▶ Data for processing
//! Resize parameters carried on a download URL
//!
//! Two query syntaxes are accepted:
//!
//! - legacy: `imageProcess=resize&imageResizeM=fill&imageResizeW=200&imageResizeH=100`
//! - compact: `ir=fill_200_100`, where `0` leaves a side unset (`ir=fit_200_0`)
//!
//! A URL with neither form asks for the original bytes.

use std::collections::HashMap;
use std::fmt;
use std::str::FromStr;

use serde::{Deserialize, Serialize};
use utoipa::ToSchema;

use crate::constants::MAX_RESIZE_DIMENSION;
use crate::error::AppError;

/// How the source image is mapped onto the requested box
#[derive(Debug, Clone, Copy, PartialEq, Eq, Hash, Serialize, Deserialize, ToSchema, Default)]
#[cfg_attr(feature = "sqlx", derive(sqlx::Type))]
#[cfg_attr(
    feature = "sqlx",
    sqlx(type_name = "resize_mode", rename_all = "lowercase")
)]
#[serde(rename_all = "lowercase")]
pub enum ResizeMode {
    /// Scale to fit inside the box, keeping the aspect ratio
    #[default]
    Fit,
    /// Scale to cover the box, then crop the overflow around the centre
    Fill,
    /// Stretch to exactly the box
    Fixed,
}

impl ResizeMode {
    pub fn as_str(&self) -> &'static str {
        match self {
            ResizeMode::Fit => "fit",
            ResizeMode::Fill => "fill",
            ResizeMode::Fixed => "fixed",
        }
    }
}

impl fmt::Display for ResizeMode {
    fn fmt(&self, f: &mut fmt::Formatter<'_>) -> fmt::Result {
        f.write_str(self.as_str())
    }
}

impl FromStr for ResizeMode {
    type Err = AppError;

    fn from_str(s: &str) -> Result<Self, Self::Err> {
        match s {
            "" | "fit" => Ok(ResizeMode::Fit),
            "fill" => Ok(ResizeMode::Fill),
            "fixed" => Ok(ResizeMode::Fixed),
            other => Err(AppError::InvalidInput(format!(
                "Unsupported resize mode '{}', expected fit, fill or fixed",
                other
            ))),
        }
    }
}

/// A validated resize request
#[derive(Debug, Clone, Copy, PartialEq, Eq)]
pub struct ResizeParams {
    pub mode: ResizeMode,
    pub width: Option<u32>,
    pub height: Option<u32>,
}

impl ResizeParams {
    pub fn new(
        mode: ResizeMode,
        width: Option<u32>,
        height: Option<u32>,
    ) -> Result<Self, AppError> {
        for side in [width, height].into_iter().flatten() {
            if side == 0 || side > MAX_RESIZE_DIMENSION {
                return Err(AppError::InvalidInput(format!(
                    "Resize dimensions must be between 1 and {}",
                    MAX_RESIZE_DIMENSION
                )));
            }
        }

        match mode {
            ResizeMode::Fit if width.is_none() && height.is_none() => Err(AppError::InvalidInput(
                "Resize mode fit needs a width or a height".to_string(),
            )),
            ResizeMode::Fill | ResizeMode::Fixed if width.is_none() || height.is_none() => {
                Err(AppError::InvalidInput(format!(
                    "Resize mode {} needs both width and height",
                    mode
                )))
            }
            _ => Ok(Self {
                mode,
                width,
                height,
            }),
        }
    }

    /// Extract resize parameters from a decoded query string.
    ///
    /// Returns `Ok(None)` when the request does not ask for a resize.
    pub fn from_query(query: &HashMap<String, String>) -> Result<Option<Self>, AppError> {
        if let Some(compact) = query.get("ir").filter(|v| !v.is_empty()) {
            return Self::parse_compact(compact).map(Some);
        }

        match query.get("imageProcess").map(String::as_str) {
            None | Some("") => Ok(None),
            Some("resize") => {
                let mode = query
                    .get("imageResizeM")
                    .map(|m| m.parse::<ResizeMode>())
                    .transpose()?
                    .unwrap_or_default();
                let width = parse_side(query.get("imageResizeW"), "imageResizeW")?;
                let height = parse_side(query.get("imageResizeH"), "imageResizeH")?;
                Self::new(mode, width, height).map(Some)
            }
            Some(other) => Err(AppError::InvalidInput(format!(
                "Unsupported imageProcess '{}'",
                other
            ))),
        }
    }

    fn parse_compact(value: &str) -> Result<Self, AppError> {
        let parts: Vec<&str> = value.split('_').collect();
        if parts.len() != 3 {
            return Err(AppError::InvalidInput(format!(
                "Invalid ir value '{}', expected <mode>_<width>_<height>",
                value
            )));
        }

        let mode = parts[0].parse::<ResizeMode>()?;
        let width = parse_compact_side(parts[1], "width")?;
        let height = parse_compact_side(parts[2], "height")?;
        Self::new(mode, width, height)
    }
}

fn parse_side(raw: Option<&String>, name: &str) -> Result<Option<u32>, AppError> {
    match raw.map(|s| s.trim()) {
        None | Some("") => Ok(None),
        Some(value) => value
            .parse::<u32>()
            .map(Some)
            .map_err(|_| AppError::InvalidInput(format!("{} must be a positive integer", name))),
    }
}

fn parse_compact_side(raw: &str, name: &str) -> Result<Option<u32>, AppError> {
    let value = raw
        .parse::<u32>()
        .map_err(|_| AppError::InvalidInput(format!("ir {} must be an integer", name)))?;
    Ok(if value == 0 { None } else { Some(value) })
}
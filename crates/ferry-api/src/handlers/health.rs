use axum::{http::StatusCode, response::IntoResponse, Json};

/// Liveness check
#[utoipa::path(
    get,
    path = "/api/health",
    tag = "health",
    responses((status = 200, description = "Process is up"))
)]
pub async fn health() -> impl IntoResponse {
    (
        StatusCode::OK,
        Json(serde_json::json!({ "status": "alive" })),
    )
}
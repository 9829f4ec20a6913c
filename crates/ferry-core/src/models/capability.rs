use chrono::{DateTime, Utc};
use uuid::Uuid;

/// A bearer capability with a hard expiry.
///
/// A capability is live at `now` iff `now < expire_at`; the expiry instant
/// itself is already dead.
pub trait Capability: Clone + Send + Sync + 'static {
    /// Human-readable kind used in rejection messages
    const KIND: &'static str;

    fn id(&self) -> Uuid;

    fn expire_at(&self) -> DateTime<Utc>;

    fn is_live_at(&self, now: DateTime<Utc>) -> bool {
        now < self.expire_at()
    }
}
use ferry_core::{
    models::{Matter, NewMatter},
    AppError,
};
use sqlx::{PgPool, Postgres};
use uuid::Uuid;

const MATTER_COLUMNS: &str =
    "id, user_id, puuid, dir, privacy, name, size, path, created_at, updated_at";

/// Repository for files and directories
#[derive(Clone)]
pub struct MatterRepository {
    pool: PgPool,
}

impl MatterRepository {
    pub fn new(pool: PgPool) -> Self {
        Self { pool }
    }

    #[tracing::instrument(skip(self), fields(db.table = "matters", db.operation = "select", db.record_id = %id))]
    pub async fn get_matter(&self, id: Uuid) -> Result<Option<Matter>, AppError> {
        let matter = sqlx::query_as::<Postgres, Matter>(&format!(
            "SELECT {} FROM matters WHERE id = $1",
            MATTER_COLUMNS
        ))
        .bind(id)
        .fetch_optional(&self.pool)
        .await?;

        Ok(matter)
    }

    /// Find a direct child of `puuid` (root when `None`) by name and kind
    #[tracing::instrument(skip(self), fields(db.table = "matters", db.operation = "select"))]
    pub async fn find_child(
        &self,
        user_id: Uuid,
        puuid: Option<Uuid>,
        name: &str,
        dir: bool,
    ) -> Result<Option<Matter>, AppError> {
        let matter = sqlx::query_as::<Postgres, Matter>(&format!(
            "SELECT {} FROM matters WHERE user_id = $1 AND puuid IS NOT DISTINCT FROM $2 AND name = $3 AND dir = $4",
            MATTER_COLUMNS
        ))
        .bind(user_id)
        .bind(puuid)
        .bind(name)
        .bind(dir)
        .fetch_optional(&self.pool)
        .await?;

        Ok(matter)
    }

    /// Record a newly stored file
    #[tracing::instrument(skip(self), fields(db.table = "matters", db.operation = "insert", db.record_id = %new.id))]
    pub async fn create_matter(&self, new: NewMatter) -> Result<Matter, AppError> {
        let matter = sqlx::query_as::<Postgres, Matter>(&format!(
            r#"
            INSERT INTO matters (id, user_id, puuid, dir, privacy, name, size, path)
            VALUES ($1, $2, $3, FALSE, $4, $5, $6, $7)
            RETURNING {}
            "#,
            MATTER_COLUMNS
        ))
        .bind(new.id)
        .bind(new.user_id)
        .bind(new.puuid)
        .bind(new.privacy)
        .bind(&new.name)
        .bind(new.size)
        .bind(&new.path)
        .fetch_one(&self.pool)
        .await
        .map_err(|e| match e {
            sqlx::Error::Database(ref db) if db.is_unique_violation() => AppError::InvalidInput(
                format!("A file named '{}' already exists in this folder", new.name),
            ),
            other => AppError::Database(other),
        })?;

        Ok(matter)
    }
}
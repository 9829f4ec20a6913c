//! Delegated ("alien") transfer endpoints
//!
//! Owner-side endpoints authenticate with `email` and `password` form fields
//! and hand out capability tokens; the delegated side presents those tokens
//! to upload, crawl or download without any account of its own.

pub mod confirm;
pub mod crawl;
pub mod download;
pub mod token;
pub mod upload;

▶ What you need to do
Go through the lines above. Select every one that has the string "Scale".

▶ Written reply
    /// Scale to fit inside the box, keeping the aspect ratio
    /// Scale to cover the box, then crop the overflow around the centre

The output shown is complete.